Second-order robust parallel integrators for dynamical low-rank approximation
Jonas Kusch
TL;DR
DLRA reduces memory and computation by representing large matrix solutions on a low-rank manifold, but curvature can limit time-step stability. This work extends the parallel BUG integrator to second order via careful basis augmentation, maintaining parallel updates with maximal rank $2r$ and yielding a rigorous second-order robust error bound that is independent of manifold curvature. Norm preservation is shown to hold up to truncation tolerance and $O(h^4)$ terms, aligning with structure-preserving goals. Numerical experiments on the discrete Schrödinger equation and a lattice radiative-transfer model confirm the theoretical improvements and demonstrate substantial speedups over higher-rank, sequential methods while achieving comparable accuracy.
Abstract
Due to its reduced memory and computational demands, dynamical low-rank approximation (DLRA) has sparked significant interest in multiple research communities. A central challenge in DLRA is the development of time integrators that are robust to the curvature of the manifold of low-rank matrices. Recently, a parallel robust time integrator that permits dynamic rank adaptation and enables a fully parallel update of all low-rank factors was introduced.

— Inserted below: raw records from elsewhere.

//! Persistence Layer for the settlement chain
//!
//! Uses sled embedded database to keep blocks across restarts. Every block
//! the chain accepts is written here; the canonical index maps numbers to
//! hashes so the chain can be rebuilt in order.

use serde::{Deserialize, Serialize};
use settlement_primitives::{SettlementBlock, H256};
use sled::Db;
use std::path::Path;

/// Metadata about the chain state
#[derive(Serialize, Deserialize, Debug, Clone, Default)]
pub struct ChainMetadata {
    /// Canonical head number
    pub head_number: u64,
    /// Canonical head hash
    pub head_hash: [u8; 32],
    /// Total blocks stored, side blocks included
    pub block_count: u64,
    /// Last save timestamp
    pub last_save_ts: i64,
}

/// A block together with the role that wrote it
#[derive(Serialize, Deserialize, Debug, Clone)]
pub struct StoredBlock {
    pub block: SettlementBlock,
    pub source: String,
}

/// Persistent storage for settlement blocks
pub struct PersistentStore {
    /// Sled database instance
    db: Db,
    /// hash -> StoredBlock
    blocks: sled::Tree,
    /// big-endian number -> hash, canonical chain only
    canonical: sled::Tree,
    /// Metadata tree
    metadata: sled::Tree,
}

impl PersistentStore {
    /// Open or create a persistent store at the given path
    pub fn open<P: AsRef<Path>>(path: P) -> anyhow::Result<Self> {
        let db = sled::open(&path)?;
        let blocks = db.open_tree("blocks")?;
        let canonical = db.open_tree("canonical")?;
        let metadata = db.open_tree("metadata")?;

        tracing::info!("Opened persistent store at {:?}", path.as_ref());

        Ok(Self {
            db,
            blocks,
            canonical,
            metadata,
        })
    }

    /// Store a block, indexing it as canonical when asked to
    pub fn store_block(
        &self,
        block: &SettlementBlock,
        source: &str,
        canonical: bool,
    ) -> anyhow::Result<()> {
        let stored = StoredBlock {
            block: block.clone(),
            source: source.to_string(),
        };
        let bytes = bincode::serialize(&stored)?;
        self.blocks.insert(block.hash().as_ref(), bytes)?;

        if canonical {
            self.canonical
                .insert(block.number().to_be_bytes(), block.hash().as_ref())?;
        }

        Ok(())
    }

    /// Get a block by hash
    pub fn get_block(&self, hash: &H256) -> anyhow::Result<Option<StoredBlock>> {
        match self.blocks.get(hash.as_ref())? {
            Some(bytes) => {
                let stored: StoredBlock = bincode::deserialize(&bytes)?;
                Ok(Some(stored))
            }
            None => Ok(None),
        }
    }

    /// Canonical blocks in ascending number order
    pub fn canonical_blocks(&self) -> anyhow::Result<Vec<StoredBlock>> {
        let mut blocks = Vec::new();

        for result in self.canonical.iter() {
            let (key, value) = result?;

            let hash_bytes: [u8; 32] = value
                .as_ref()
                .try_into()
                .map_err(|_| anyhow::anyhow!("Invalid hash length under key {:?}", key))?;
            let hash = H256(hash_bytes);

            let stored = self
                .get_block(&hash)?
                .ok_or_else(|| anyhow::anyhow!("Canonical block {} missing", hash))?;
            blocks.push(stored);
        }

        Ok(blocks)
    }

    /// Save chain metadata
    pub fn save_metadata(&self, metadata: &ChainMetadata) -> anyhow::Result<()> {
        let bytes = bincode::serialize(metadata)?;
        self.metadata.insert("chain", bytes)?;
        Ok(())
    }

    /// Load chain metadata
    pub fn load_metadata(&self) -> anyhow::Result<Option<ChainMetadata>> {
        match self.metadata.get("chain")? {
            Some(bytes) => {
                let metadata: ChainMetadata = bincode::deserialize(&bytes)?;
                Ok(Some(metadata))
            }
            None => Ok(None),
        }
    }

    /// Flush all pending writes to disk
    pub fn flush(&self) -> anyhow::Result<()> {
        self.db.flush()?;
        Ok(())
    }

    /// Number of stored blocks
    pub fn block_count(&self) -> usize {
        self.blocks.len()
    }

    /// Clear all data (for testing)
    pub fn clear(&self) -> anyhow::Result<()> {
        self.blocks.clear()?;
        self.canonical.clear()?;
        self.metadata.clear()?;
        Ok(())
    }
}
//! Settlement Consensus - DA-clocked sequencer rotation
//!
//! Architecture:
//! - The DA chain's block stream is the only clock; there is no gossip
//! - Settlement blocks travel inside DA blocks and are extracted every tick
//! - Staked sequencers take turns leading by a tick-seeded shuffle
//! - Fraud markers open disputes that end in a slash, a rejection or expiry
//! - The leader seals a block, waits for DA inclusion, then commits locally

pub mod extractor;
pub mod fraud;
pub mod interfaces;
pub mod participants;
pub mod producer;
pub mod selector;
pub mod verifier;
pub mod worker;

pub use extractor::{extract, ExtractError, Extracted, MalformedPayload};
pub use fraud::{
    DisputeView, FraudConfig, FraudError, FraudRecord, FraudResolver, FraudState, Resolution,
};
pub use interfaces::{
    BlockPublisher, ChainError, ChainStore, ExecutionError, RegistryError, StakeEntry,
    StakingRegistry, StateExecutor, Transition, TransitionError, TxPool,
};
pub use participants::{leader_decision, rotation, shuffle, LeaderDecision, ParticipantRegistry};
pub use producer::{BlockProducer, ProducerConfig, ProductionError};
pub use selector::{Selection, StopReason, TransactionSelector};
pub use verifier::{replay_block, BlockVerifier, ReplayError, ReplayVerifier, Replayed, Verdict};
pub use worker::{
    SequencerWorker, SequencerWorkerBuilder, SkipReason, TickOutcome, WorkerConfig, WorkerError,
    WorkerState, WorkerStats,
};

#[cfg(test)]
mod tests;
impl SequencerWorker {
    pub fn tick(&self) -> DaTick {
        self.tick
    }

    pub fn state(&self) -> WorkerState {
        self.state
    }

    pub fn address(&self) -> Address {
        self.address
    }

    /// Live stats feed
    pub fn subscribe(&self) -> watch::Receiver<WorkerStats> {
        self.stats.subscribe()
    }

    fn snapshot(&self) -> WorkerStats {
        let head = self.chain.header();
        WorkerStats {
            role: self.config.role,
            address: self.address,
            state: self.state,
            tick: self.tick,
            head_number: head.number,
            head_hash: head.hash,
            blocks_produced: self.blocks_produced,
            ticks_skipped: self.ticks_skipped,
            fraud_pending: self.fraud.pending_count(),
            last_leader: self.last_leader,
        }
    }

    fn publish_stats(&self) {
        self.stats.send_replace(self.snapshot());
    }

    fn set_state(&mut self, state: WorkerState) {
        if self.state != state {
            tracing::info!("Worker state {:?} -> {:?}", self.state, state);
            self.state = state;
        }
        self.publish_stats();
    }

    fn skip(&mut self, reason: SkipReason) -> TickOutcome {
        self.ticks_skipped += 1;
        self.publish_stats();
        TickOutcome::Skipped(reason)
    }

    /// Startup queries that must succeed before any tick is processed
    pub async fn prepare(&mut self) -> Result<(), WorkerError> {
        let balance = self
            .da
            .account_balance(&self.da_account.id())
            .await
            .map_err(WorkerError::Balance)?;
        tracing::info!(
            "DA account {} balance: {}",
            H256::from(self.da_account.id()),
            balance
        );
        if balance == 0 && self.config.role.produces_blocks() {
            tracing::warn!("DA account has no balance, block submissions will fail");
        }

        let call_index = self
            .da
            .find_call_index()
            .await
            .map_err(WorkerError::CallIndex)?;
        tracing::info!(
            "DA data submission call index: {}/{}",
            call_index.section,
            call_index.method
        );
        self.call_index = Some(call_index);

        let publisher = match &self.publisher {
            Some(publisher) => publisher.clone(),
            None => Arc::new(DaSender::new(
                self.da.clone(),
                self.da_account.clone(),
                self.config.app_id,
                call_index,
                self.config.sender.clone(),
            )),
        };
        self.producer = Some(BlockProducer::new(
            self.config.producer.clone(),
            self.key.clone(),
            self.config.role,
            self.chain.clone(),
            self.executor.clone(),
            self.pool.clone(),
            publisher,
        ));

        Ok(())
    }

    /// Block until the local address is staked. `false` when shutdown came first.
    async fn wait_for_stake(&mut self, shutdown: &mut oneshot::Receiver<()>) -> bool {
        self.set_state(WorkerState::WaitingForStake);

        loop {
            match self.participants.is_active(&self.address) {
                Ok(true) => {
                    tracing::info!("{} is staked", self.address);
                    return true;
                }
                Ok(false) => {
                    tracing::info!("Waiting for {} to be staked", self.address);
                }
                Err(e) => {
                    tracing::warn!("Stake check failed: {}", e);
                }
            }

            tokio::select! {
                _ = tokio::time::sleep(self.config.stake_poll_interval) => {}
                _ = &mut *shutdown => return false,
            }
        }
    }

    /// Write a block seen on DA to the local chain and execute it on its
    /// parent's state. Blocks already held locally are skipped.
    fn import(&self, block: &SettlementBlock, da_number: u64) {
        let hash = block.hash();
        if self.chain.header_by_hash(&hash).is_some() {
            return;
        }
        if let Err(e) = self.chain.write_block(block, self.config.role.as_str()) {
            tracing::warn!("Cannot import block {}: {}", hash, e);
            return;
        }
        tracing::debug!(
            "Imported block {} ({}) from DA block {}",
            block.number(),
            hash,
            da_number
        );

        let Some(parent) = self.chain.header_by_hash(&block.parent_hash()) else {
            return;
        };
        match replay_block(self.executor.as_ref(), &parent, block) {
            Ok(replayed) if replayed.state_root == block.header.state_root => {}
            Ok(replayed) => tracing::warn!(
                "Block {} claims state root {}, execution gives {}",
                hash,
                block.header.state_root,
                replayed.state_root
            ),
            Err(e) => tracing::warn!("Cannot execute imported block {}: {}", hash, e),
        }
    }

    /// Process one DA block
    pub async fn on_tick(&mut self, da_block: &DaBlock) -> Result<TickOutcome, WorkerError> {
        let call_index = self.call_index.ok_or(WorkerError::NotPrepared)?;

        self.tick = self.tick.max(da_block.number);
        let tick = self.tick;
        let role = self.config.role;

        let blocks = match extract(da_block, self.config.app_id, call_index) {
            Ok(extracted) => {
                for bad in &extracted.malformed {
                    tracing::warn!(
                        "Skipping malformed payload #{} in DA block {}: {}",
                        bad.index,
                        da_block.number,
                        bad.reason
                    );
                }
                extracted.blocks
            }
            Err(ExtractError::NotFound(number)) => {
                tracing::debug!("No settlement blocks in DA block {}", number);
                Vec::new()
            }
            Err(e) => {
                tracing::error!("Tick {}: {}", tick, e);
                return Ok(self.skip(SkipReason::MalformedPayload));
            }
        };

        for block in blocks.iter().filter(|b| b.fraud_check().is_none()) {
            self.import(block, da_block.number);
        }

        self.fraud.check_and_set_fraud_block(&blocks, tick);
        if let Err(e) = self.fraud.check_and_slash(tick) {
            tracing::warn!("Tick {} skipped: {}", tick, e);
            return Ok(self.skip(SkipReason::SlashPending));
        }

        if !role.produces_blocks() {
            self.publish_stats();
            return Ok(TickOutcome::Passive);
        }

        let active_set = match self.participants.active_set(tick) {
            Ok(set) => set,
            Err(e) => {
                tracing::warn!("Tick {} skipped, cannot read active set: {}", tick, e);
                return Ok(self.skip(SkipReason::RegistryUnavailable));
            }
        };
        let decision = leader_decision(&active_set, &self.address)
            .ok_or(WorkerError::EmptyActiveSet { tick })?;

        match self.participants.is_active(&self.address) {
            Ok(true) => {}
            Ok(false) => {
                tracing::info!("Tick {}: {} is not staked, staying passive", tick, self.address);
                return Ok(self.skip(SkipReason::NotStaked));
            }
            Err(e) => {
                tracing::warn!("Tick {} skipped, stake check failed: {}", tick, e);
                return Ok(self.skip(SkipReason::RegistryUnavailable));
            }
        }

        let leader = match decision {
            LeaderDecision::Leader => self.address,
            LeaderDecision::Follower { leader } => leader,
        };
        self.last_leader = Some(leader);

        if let LeaderDecision::Follower { leader } = decision {
            tracing::debug!("Tick {}: {} leads", tick, leader);
            self.publish_stats();
            return Ok(TickOutcome::Follower { leader });
        }

        let producer = self.producer.as_ref().ok_or(WorkerError::NotPrepared)?;
        let parent = self.chain.header();
        tracing::info!("Tick {}: leading, building on block {}", tick, parent.number);

        let result = producer.produce(&parent, &self.fraud).await;
        let outcome = match result {
            Ok(block) => {
                self.blocks_produced += 1;
                TickOutcome::Produced {
                    number: block.number(),
                    hash: block.hash(),
                }
            }
            Err(e) if e.is_fatal_inconsistency() => {
                tracing::error!("FATAL inconsistency at tick {}: {}", tick, e);
                TickOutcome::ProductionFailed
            }
            Err(e) => {
                tracing::error!("Block production failed at tick {}: {}", tick, e);
                TickOutcome::ProductionFailed
            }
        };

        self.publish_stats();
        Ok(outcome)
    }

    /// Unstake and stop. Producing roles only hold a stake to withdraw.
    pub fn shutdown(&mut self) -> Result<(), WorkerError> {
        self.set_state(WorkerState::ShuttingDown);

        if self.config.role.produces_blocks() {
            if let Err(e) = self.staking.unstake(&self.key) {
                tracing::error!("Failed to unstake {}: {}", self.address, e);
                return Err(WorkerError::Unstake(e));
            }
            tracing::info!("Unstaked {}", self.address);
        }

        self.set_state(WorkerState::Stopped);
        Ok(())
    }

    /// Run until `shutdown` fires or its sender is dropped
    pub async fn run(mut self, mut shutdown: oneshot::Receiver<()>) -> Result<(), WorkerError> {
        self.prepare().await?;

        if self.config.role.produces_blocks() && !self.wait_for_stake(&mut shutdown).await {
            tracing::info!("Shutdown requested before {} was staked", self.address);
            self.set_state(WorkerState::Stopped);
            return Ok(());
        }

        let from = match self.config.start_from {
            Some(from) => from,
            None => self
                .da
                .best_block_number()
                .await
                .map_err(WorkerError::DaHead)?,
        };
        let mut stream = BlockStream::spawn(self.da.clone(), from, self.config.stream.clone());

        self.set_state(WorkerState::Running);
        tracing::info!(
            "{} worker {} running from DA block {}",
            self.config.role,
            self.address,
            from
        );

        loop {
            tokio::select! {
                next = stream.recv() => match next {
                    Some(da_block) => {
                        self.on_tick(&da_block).await?;
                    }
                    None => return Err(WorkerError::StreamClosed),
                },
                _ = &mut shutdown => break,
            }
        }

        stream.close();
        self.shutdown()
    }
}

Despite its favorable computational efficiency, the construction as a first-order approximation to the augmented basis-update & Galerkin integrator restricts the parallel integrator's accuracy to order one. In this work, an extension to higher order is proposed by a careful basis augmentation before solving the matrix differential equations of the factorized solution. A robust error bound with an improved dependence on normal components of the vector field together with a norm preservation property up to small terms is derived. These analytic results are complemented and demonstrated through a series of numerical experiments.